About this exercise: Where does the word "value" appear in the data? Copy every line that holds it.

Excerpted records:
============
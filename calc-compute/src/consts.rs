//! Constants and configuration identifiers registered in every default [`Ctxt`].
//!
//! Configuration identifiers are ordinary variables, so statements like `DERIV_STEP = 1e-4` change
//! the behavior of later statements.
//!
//! [`Ctxt`]: crate::numerical::ctxt::Ctxt

pub use std::f64::consts::{E, PI};

/// The largest value `rand()` can return.
pub const RAND_MAX: f64 = 2147483647.0;

/// Step size used by numeric differentiation.
pub const DERIV_STEP: &str = "DERIV_STEP";

/// Number of rectangles used by `nintegral`.
pub const INT_NUM_RECTS: &str = "INT_NUM_RECTS";

/// When nonzero, `deriv` treats every variable other than the target as a constant.
pub const PARTIAL: &str = "PARTIAL";

/// When nonzero, `calculate` echoes the parsed (and expanded) tree before the result.
pub const ECHO: &str = "ECHO";

/// Returns every identifier defined in a default context, with its initial value.
pub fn all() -> [(&'static str, f64); 8] {
    [
        ("pi", PI),
        ("e", E),
        ("NaN", f64::NAN),
        ("RAND_MAX", RAND_MAX),
        (DERIV_STEP, 1e-6),
        (INT_NUM_RECTS, 100.0),
        (PARTIAL, 1.0),
        (ECHO, 0.0),
    ]
}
============
Output:
/// The largest value `rand()` can return.
/// Returns every identifier defined in a default context, with its initial value.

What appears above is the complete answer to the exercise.